西野流覚書

ゆるむとは

 ゆるむと、どういう感覚なのか翻訳することががむずかしい。

 

 あるとき華輪を振っていると、自然に水平の8の字(輪切り、以下∞と示す)に振れるようになり、切れ目なく振れるようになったのです。

 

 ゆるむとは、丹田を∞に動かし、からだがゆらぐことからうまれます。

 

 言葉に表すとこのようになりますが、ゆるんでいくとからだでわかるようになっていきます。

 

 呼吸法で

  1. 首を∞にまわす(指導では横八の字にまわす)が、外回りと内回りの∞があることはわかりますね。
  2. 華輪を振りますが、外回りと内回りに振れますよね!?。
  3. 腰を左右に振りますが、腰も外回りと内回りに振れますよね。
  4. 足芯呼吸も外回りと内回りに動きますか??!!
  5. 丹田を外回りに振ると、気は背中から前面に通り抜けていきます。イメージは肝心要のときのようです。
  6. 丹田を内回りに振ると、気は前面から背骨に通り抜けていきます。

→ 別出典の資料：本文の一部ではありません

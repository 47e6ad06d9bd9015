use chrono::{NaiveDate, NaiveDateTime};
use serde::{Deserialize, Serialize};

/// Premarket market-condition note for a single session.
#[derive(Debug, Clone, Serialize, Deserialize)]
#[serde(rename_all = "camelCase")]
pub struct PremarketAnalysis {
    pub id: String,
    pub date: NaiveDate,
    #[serde(default)]
    pub climate_notes: String,
    pub updated_at: Option<NaiveDateTime>,
}

/// Body for `POST /api/premarket-analysis`
#[derive(Debug, Clone, Serialize, Deserialize)]
#[serde(rename_all = "camelCase")]
pub struct CreatePremarketInput {
    pub date: NaiveDate,
    pub climate_notes: String,
}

イメージは応饗のときのようです。
  7. 丹田で∞が意識できるようになると、百会、頸の付け根、胸、みぞおち、へそ、ひざ、足芯も同時に意識できるようになります。
  8. 全身で∞が振れるようになると、∞のグラデーションが意識できるようになります。
  9. 外回りと内回りの∞が同時に振れるようになると、複雑系のグラデーションになり、それは映像の一コマに、∞が重ねられたものです。
  10. ∞は、最初は大きく黒くみえますが、熟達してくると小さく白くみえるようになります。
  11. 気の動きは整然として規則的なものではなく、アトランダムに動いています。
  12. 以上の説明からもわかるように、∞にゆらぐことがゆるむことですが、立っても、座っても、寝ていても、歩いていても、いかなるときでもゆらぐことができます。
  13. 身体を小宇宙とみれば、対気は宇宙を遊泳することであり、山川草木と対気してもカオスになれます。